Alex Marra, Reporter

For 40 years now, “Saturday Night Live” has been influencing and transforming the culture of American comedy.

Through the exposure that it gives to the young comedians performing the skits, “SNL” has produced a multitude of well-known stars.

Despite this apparent success in churning out talent, “Saturday Night Live” has incessantly been under fire and has periodically struggled in the ratings.

Throughout its now 40-year tenure on live television, many have criticized the edginess of its skits, and more recently, its quality.

Increasingly it seems that the older generation that once watched the show no longer relates to the type of comedy portrayed.

Additionally, the younger generation often finds their source of comedy in other places such as YouTube and Netflix, instead of live television shows.

“I don’t even really think that it’s all that funny; it’s just okay. There are funnier shows.””

— Deon Wade, junior

“I have seen the show before, but I don’t watch it on a regular basis,” April Berry, junior, said. This sentiment is common among students her age.

“From what I’ve seen it’s pretty funny, but I wouldn’t really go out of my way to keep up with it,” Heather Smoker, junior, agreed.

“Well I’m normally busy on Saturday nights, so I don’t really think about watching a TV show at that time,” Deon Wade, junior, said.

“It’s a funny show I think, and I like a lot of the comedians that come from it, but I don’t really ever watch the show from beginning to end,” Wade said.

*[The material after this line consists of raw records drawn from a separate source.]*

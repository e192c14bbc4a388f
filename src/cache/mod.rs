//! 块缓存模块
//!
//! 固定容量、写回式（write-back）的逻辑块缓存。
//!
//! # 主要组件
//!
//! - [`CacheSlot`] - 单个缓存槽位的元数据（承载的块号、状态标志）
//! - [`BlockCache`] - 块缓存管理器：哈希索引 + 干净 LRU 链表 + 脏链表
//! - [`SlotFlags`] - 槽位状态标志
//! - [`CacheStats`] - 缓存统计信息
//!
//! # 设计原理
//!
//! 所有槽位的数据位于一块 `capacity * block_size` 的连续分配中，槽位之间
//! 的链表关系用下标（[`SlotId`]）表示，不存在自引用指针：
//!
//! 1. **驱逐**：只从干净链表的 LRU 端选择牺牲者
//! 2. **脏块**：移入脏链表，直到被刷回之前不会被重新分配
//! 3. **满载**：所有槽位都脏时，先刷回全部脏块再分配
//!
//! # 使用示例
//!
//! ```rust,ignore
//! use bcache_core::cache::BlockCache;
//!
//! let mut cache = BlockCache::new(10000, 1024)?;
//!
//! // 获取槽位（可能驱逐干净块，或在全脏时刷回）
//! let slot = cache.ensure(100, |block, data| write_to_device(block, data))?;
//! if !cache.has_data(slot) {
//!     read_from_device(100, cache.data_mut(slot))?;
//!     cache.set_has_data(slot);
//! }
//!
//! // 修改数据
//! cache.data_mut(slot)[0] = 42;
//! cache.mark_dirty(slot);
//!
//! // 刷新所有脏块
//! cache.flush_all(|block, data| write_to_device(block, data));
//! ```
//!
//! # 性能特性
//!
//! - **查找**: O(1) - `hashbrown::HashMap`
//! - **LRU 更新/驱逐**: O(1) - 下标链表摘除与插入
//! - **刷新**: O(k) - k 为脏块数量

mod block_cache;
mod list;
mod slot;

/// 逻辑块号
pub type BlockIndex = u64;

pub use block_cache::{BlockCache, CacheStats};
pub use slot::{CacheSlot, SlotFlags, SlotId};
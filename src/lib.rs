//! bcache_core: 块级写回缓存与块存储层
//!
//! 为文件系统格式层提供按逻辑块读写底层设备的能力：
//! - **固定容量**的写回缓存，只驱逐干净块
//! - **脏块**在显式刷新或缓存全脏时写回设备
//! - 可绕过缓存的逻辑块 I/O 与按物理块的原始 I/O
//!
//! # 示例
//!
//! ```rust,ignore
//! use bcache_core::{BlockStore, MemoryDevice, StoreConfig, Result};
//!
//! fn main() -> Result<()> {
//!     let device = MemoryDevice::new(1 << 20);
//!     let config = StoreConfig::default().with_logical_block_size(4096);
//!     let store = BlockStore::with_config(device, config)?;
//!     store.initialize()?;
//!
//!     // 写入块（只进入缓存）
//!     store.write_block(3, &[0xAB; 16], 16, 100, true)?;
//!
//!     // 读取块
//!     let mut buf = vec![0u8; 4096];
//!     store.read_block(3, Some(&mut buf), 4096, 0, true)?;
//!
//!     // 写回设备
//!     store.flush_writes()?;
//!     Ok(())
//! }
//! ```
//!
//! # 模块结构
//!
//! - [`error`] - 错误类型定义
//! - [`consts`] - 常量定义
//! - [`block`] - 块设备抽象与内置设备
//! - [`cache`] - 块缓存
//! - [`store`] - 块存储（缓存 + 设备 I/O）

#![no_std]
#![deny(unsafe_op_in_unsafe_fn)]
#![warn(missing_docs)]

extern crate alloc;

#[cfg(any(test, feature = "std"))]
extern crate std;

// ===== 核心模块 =====

/// 错误处理
pub mod error;

/// 常量定义
pub mod consts;

/// 块设备抽象
pub mod block;

/// 块缓存
pub mod cache;

/// 块存储
pub mod store;

// ===== 重新导出 =====

pub use error::{Error, ErrorKind, Result};

pub use block::{BlockDevice, MemoryDevice};

#[cfg(all(feature = "std", unix))]
pub use block::FileDevice;

pub use cache::{BlockCache, BlockIndex, CacheSlot, CacheStats, SlotFlags, SlotId};

pub use store::{BlockStore, FlushHook, NoHook, StoreConfig, StoreStats};

pub use consts::DEFAULT_CACHE_ENTRIES;
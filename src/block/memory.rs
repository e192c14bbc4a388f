//! 内存块设备
//!
//! 以一段 `Vec<u8>` 作为后备存储的设备，用于测试和内存文件系统。

use super::BlockDevice;
use crate::consts::DEFAULT_DEVICE_BLOCK_SIZE;
use crate::error::{Error, ErrorKind, Result};
use alloc::vec;
use alloc::vec::Vec;
use core::sync::atomic::{AtomicU64, Ordering};
use spin::Mutex;

/// 内存块设备
///
/// 读写语义与普通文件的 `pread`/`pwrite` 一致：越过末尾的访问返回较短的
/// 字节数而不是错误。
pub struct MemoryDevice {
    storage: Mutex<Vec<u8>>,
    block_size: u32,
    read_only: bool,
    /// 设备读调用次数
    reads: AtomicU64,
    /// 设备写调用次数
    writes: AtomicU64,
}

impl MemoryDevice {
    /// 创建 `len` 字节、全零的设备，物理块大小为 512
    pub fn new(len: usize) -> Self {
        Self::with_block_size(len, DEFAULT_DEVICE_BLOCK_SIZE)
    }

    /// 创建指定物理块大小的设备
    pub fn with_block_size(len: usize, block_size: u32) -> Self {
        Self::from_vec(vec![0u8; len], block_size)
    }

    /// 以已有数据作为设备内容
    pub fn from_vec(data: Vec<u8>, block_size: u32) -> Self {
        Self {
            storage: Mutex::new(data),
            block_size,
            read_only: false,
            reads: AtomicU64::new(0),
            writes: AtomicU64::new(0),
        }
    }

    /// 设置为只读设备
    pub fn read_only(mut self) -> Self {
        self.read_only = true;
        self
    }

    /// 设备读调用次数
    pub fn read_count(&self) -> u64 {
        self.reads.load(Ordering::Relaxed)
    }

    /// 设备写调用次数
    pub fn write_count(&self) -> u64 {
        self.writes.load(Ordering::Relaxed)
    }

    /// 设备总字节数
    pub fn len_bytes(&self) -> u64 {
        self.storage.lock().len() as u64
    }

    /// 复制 `[offset, offset + len)` 处的内容，绕过计数器
    pub fn snapshot(&self, offset: usize, len: usize) -> Vec<u8> {
        let storage = self.storage.lock();
        let start = offset.min(storage.len());
        let end = offset.saturating_add(len).min(storage.len());
        storage[start..end].to_vec()
    }
}

impl BlockDevice for MemoryDevice {
    fn block_size(&self) -> u32 {
        self.block_size
    }

    fn read_at(&self, offset: u64, buf: &mut [u8]) -> Result<usize> {
        self.reads.fetch_add(1, Ordering::Relaxed);
        let storage = self.storage.lock();
        let start = usize::try_from(offset)
            .map_err(|_| Error::new(ErrorKind::OutOfBounds, "offset does not fit in memory"))?;
        if start >= storage.len() {
            return Ok(0);
        }
        let len = buf.len().min(storage.len() - start);
        buf[..len].copy_from_slice(&storage[start..start + len]);
        Ok(len)
    }

    fn write_at(&self, offset: u64, buf: &[u8]) -> Result<usize> {
        if self.read_only {
            return Err(Error::new(ErrorKind::ReadOnly, "memory device is read-only"));
        }
        self.writes.fetch_add(1, Ordering::Relaxed);
        let mut storage = self.storage.lock();
        let start = usize::try_from(offset)
            .map_err(|_| Error::new(ErrorKind::OutOfBounds, "offset does not fit in memory"))?;
        if start >= storage.len() {
            return Ok(0);
        }
        let len = buf.len().min(storage.len() - start);
        storage[start..start + len].copy_from_slice(&buf[..len]);
        Ok(len)
    }

    fn is_read_only(&self) -> bool {
        self.read_only
    }
}

impl core::fmt::Debug for MemoryDevice {
    fn fmt(&self, f: &mut core::fmt::Formatter<'_>) -> core::fmt::Result {
        f.debug_struct("MemoryDevice")
            .field("len", &self.storage.lock().len())
            .field("block_size", &self.block_size)
            .field("read_only", &self.read_only)
            .finish()
    }
}

#[cfg(test)]
mod tests {
    use super::*;

    #[test]
    fn test_read_write_roundtrip() {
        let dev = MemoryDevice::new(1024);
        assert_eq!(dev.write_at(10, &[1, 2, 3]).unwrap(), 3);

        let mut buf = [0u8; 5];
        assert_eq!(dev.read_at(9, &mut buf).unwrap(), 5);
        assert_eq!(buf, [0, 1, 2, 3, 0]);
        assert_eq!(dev.read_count(), 1);
        assert_eq!(dev.write_count(), 1);
    }

    #[test]
    fn test_short_transfer_at_end() {
        let dev = MemoryDevice::new(8);
        let mut buf = [0xAAu8; 4];
        assert_eq!(dev.read_at(6, &mut buf).unwrap(), 2);
        assert_eq!(dev.read_at(8, &mut buf).unwrap(), 0);
        assert_eq!(dev.write_at(7, &[9, 9]).unwrap(), 1);
        assert_eq!(dev.snapshot(6, 10), vec![0, 9]);
    }

    #[test]
    fn test_read_only() {
        let dev = MemoryDevice::new(16).read_only();
        assert!(dev.is_read_only());
        let err = dev.write_at(0, &[1]).unwrap_err();
        assert_eq!(err.kind(), ErrorKind::ReadOnly);
        assert_eq!(dev.write_count(), 0);
    }
}
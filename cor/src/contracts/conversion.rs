//! Conversions applying a function to a required field.

use std::fmt;
use std::sync::Arc;

use super::info::ContractInfo;
use super::operation::{Op, Operation};
use crate::core::{Fields, Value};
use crate::errors::{box_error, FieldError};

/// Conversion function applied to a single value.
pub type ConvertFn = Arc<dyn Fn(&Value) -> anyhow::Result<Value> + Send + Sync>;

/// Applies a conversion function to a required field.
///
/// A missing field fails with `MissingFieldError`. A framework [`FieldError`]
/// returned by the function propagates unchanged; any other failure is wrapped
/// in `InvalidFieldError` with the original error as its cause.
#[derive(Clone)]
pub struct SimpleConversion {
    info: ContractInfo,
    convert: ConvertFn,
}

impl SimpleConversion {
    /// Creates a conversion described by `info`.
    #[must_use]
    pub fn new(
        info: impl Into<ContractInfo>,
        convert: impl Fn(&Value) -> anyhow::Result<Value> + Send + Sync + 'static,
    ) -> Self {
        Self {
            info: info.into(),
            convert: Arc::new(convert),
        }
    }

    /// Applies the conversion function directly.
    pub fn convert(&self, value: &Value) -> anyhow::Result<Value> {
        (self.convert)(value)
    }

    pub(crate) fn convert_field(&self, field_name: &str, value: &Value) -> Result<Value, FieldError> {
        self.convert(value)
            .map_err(|err| field_error_from(field_name, err))
    }
}

impl fmt::Debug for SimpleConversion {
    fn fmt(&self, f: &mut fmt::Formatter<'_>) -> fmt::Result {
        f.debug_struct("SimpleConversion")
            .field("info", &self.info)
            .finish_non_exhaustive()
    }
}

impl Operation for SimpleConversion {
    fn info(&self) -> String {
        self.info.contract()
    }

    fn prepare_field(
        &self,
        field_name: &str,
        values: &Fields,
    ) -> Result<Option<Value>, FieldError> {
        let value = values
            .get(field_name)
            .ok_or_else(|| FieldError::missing(field_name))?;
        self.convert_field(field_name, value).map(Some)
    }
}

/// Turns a conversion failure into a field error, keeping framework errors intact.
fn field_error_from(field_name: &str, err: anyhow::Error) -> FieldError {
    match err.downcast::<FieldError>() {
        Ok(field_err) => field_err,
        Err(err) => FieldError::invalid(field_name, box_error(err)),
    }
}

/// Converts a required field with `f`, described as `convert to <name>`.
#[must_use]
pub fn convert(
    name: &str,
    f: impl Fn(&Value) -> anyhow::Result<Value> + Send + Sync + 'static,
) -> Op {
    Op::new(SimpleConversion::new(format!("convert to {name}"), f))
}

/// Converts a required field with `f`, described verbatim by `info`.
#[must_use]
pub fn convert_with_info(
    info: impl Into<ContractInfo>,
    f: impl Fn(&Value) -> anyhow::Result<Value> + Send + Sync + 'static,
) -> Op {
    Op::new(SimpleConversion::new(info, f))
}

These students are representative of the teenage demographic these days, rarely interested in watching a show live on TV.

“I don’t even really think that it’s all that funny; it’s just okay. There are funnier shows,” Wade said, echoing the idea that “SNL’s” comedy style has faded out of popularity.

“I have heard that Adam Sandler came from ‘SNL’, and I really like a lot of his movies that he does,” Luke Riley, junior, said.

“I’ve seen clips and highlights from it, but I don’t think that I have ever watched an entire episode of it before,” Riley said.

Riley is familiar with “SNL”, but is not an avid viewer of the program.

“On YouTube there are some funny skits posted, so I like to watch those when one gets a lot of views,” Jacob Keller, sophomore, said.

He commented that his favorite among these famous skits on YouTube was “Threw It on the Ground” starring Andy Samberg.

While many teenagers acknowledge that the program has its good moments, it is rare now to find a young person who deliberately watches the show.

The evolution of entertainment may force “SNL”  into making changes to save the historic program.